- Assignment:
Transcribe the records below exactly.

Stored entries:
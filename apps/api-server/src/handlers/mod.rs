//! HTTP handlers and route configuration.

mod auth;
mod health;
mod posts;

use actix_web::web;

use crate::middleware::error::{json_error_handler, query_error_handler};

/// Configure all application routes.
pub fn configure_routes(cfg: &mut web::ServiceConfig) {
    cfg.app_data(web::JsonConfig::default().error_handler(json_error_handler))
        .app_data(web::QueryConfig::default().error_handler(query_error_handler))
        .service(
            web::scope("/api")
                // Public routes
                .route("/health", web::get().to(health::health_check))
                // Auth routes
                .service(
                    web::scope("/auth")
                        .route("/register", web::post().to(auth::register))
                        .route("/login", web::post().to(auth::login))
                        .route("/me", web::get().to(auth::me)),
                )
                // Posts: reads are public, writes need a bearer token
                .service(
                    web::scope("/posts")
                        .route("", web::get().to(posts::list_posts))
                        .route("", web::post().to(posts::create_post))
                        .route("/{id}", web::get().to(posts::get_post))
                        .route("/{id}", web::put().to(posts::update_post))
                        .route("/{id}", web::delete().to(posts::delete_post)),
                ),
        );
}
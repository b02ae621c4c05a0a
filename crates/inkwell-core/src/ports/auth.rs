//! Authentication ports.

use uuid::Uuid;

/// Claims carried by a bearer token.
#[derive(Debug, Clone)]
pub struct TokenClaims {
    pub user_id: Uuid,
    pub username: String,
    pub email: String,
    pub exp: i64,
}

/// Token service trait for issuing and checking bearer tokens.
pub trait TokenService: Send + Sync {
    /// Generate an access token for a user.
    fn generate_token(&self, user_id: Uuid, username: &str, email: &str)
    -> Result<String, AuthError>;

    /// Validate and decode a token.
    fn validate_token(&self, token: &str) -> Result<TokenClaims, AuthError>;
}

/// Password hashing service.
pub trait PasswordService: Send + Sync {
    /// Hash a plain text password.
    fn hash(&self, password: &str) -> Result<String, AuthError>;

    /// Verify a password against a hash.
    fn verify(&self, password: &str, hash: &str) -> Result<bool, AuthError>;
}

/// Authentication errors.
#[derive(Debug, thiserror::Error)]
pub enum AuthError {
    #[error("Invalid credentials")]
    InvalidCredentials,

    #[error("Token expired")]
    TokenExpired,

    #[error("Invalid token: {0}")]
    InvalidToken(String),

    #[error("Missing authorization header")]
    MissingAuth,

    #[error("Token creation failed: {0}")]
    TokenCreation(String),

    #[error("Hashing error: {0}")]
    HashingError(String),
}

- Written solution:
filename apps/api-server/src/handlers/mod.rs
//! HTTP handlers and route configuration.

mod auth;
mod health;
mod posts;

use actix_web::web;

use crate::middleware::error::{json_error_handler, query_error_handler};

/// Configure all application routes.
pub fn configure_routes(cfg: &mut web::ServiceConfig) {
    cfg.app_data(web::JsonConfig::default().error_handler(json_error_handler))
        .app_data(web::QueryConfig::default().error_handler(query_error_handler))
        .service(
            web::scope("/api")
                // Public routes
                .route("/health", web::get().to(health::health_check))
                // Auth routes
                .service(
                    web::scope("/auth")
                        .route("/register", web::post().to(auth::register))
                        .route("/login", web::post().to(auth::login))
                        .route("/me", web::get().to(auth::me)),
                )
                // Posts: reads are public, writes need a bearer token
                .service(
                    web::scope("/posts")
                        .route("", web::get().to(posts::list_posts))
                        .route("", web::post().to(posts::create_post))
                        .route("/{id}", web::get().to(posts::get_post))
                        .route("/{id}", web::put().to(posts::update_post))
                        .route("/{id}", web::delete().to(posts::delete_post)),
                ),
        );
}
repository b02ae621c4c05a0a
filename crates/inkwell-core/src/ports/auth.rs
//! Authentication ports.

use uuid::Uuid;

/// Claims carried by a bearer token.
#[derive(Debug, Clone)]
pub struct TokenClaims {
    pub user_id: Uuid,
    pub username: String,
    pub email: String,
    pub exp: i64,
}

/// Token service trait for issuing and checking bearer tokens.
pub trait TokenService: Send + Sync {
    /// Generate an access token for a user.
    fn generate_token(&self, user_id: Uuid, username: &str, email: &str)
    -> Result<String, AuthError>;

    /// Validate and decode a token.
    fn validate_token(&self, token: &str) -> Result<TokenClaims, AuthError>;
}

/// Password hashing service.
pub trait PasswordService: Send + Sync {
    /// Hash a plain text password.
    fn hash(&self, password: &str) -> Result<String, AuthError>;

    /// Verify a password against a hash.
    fn verify(&self, password: &str, hash: &str) -> Result<bool, AuthError>;
}

/// Authentication errors.
#[derive(Debug, thiserror::Error)]
pub enum AuthError {
    #[error("Invalid credentials")]
    InvalidCredentials,

    #[error("Token expired")]
    TokenExpired,

    #[error("Invalid token: {0}")]
    InvalidToken(String),

    #[error("Missing authorization header")]
    MissingAuth,

    #[error("Token creation failed: {0}")]
    TokenCreation(String),

    #[error("Hashing error: {0}")]
    HashingError(String),
}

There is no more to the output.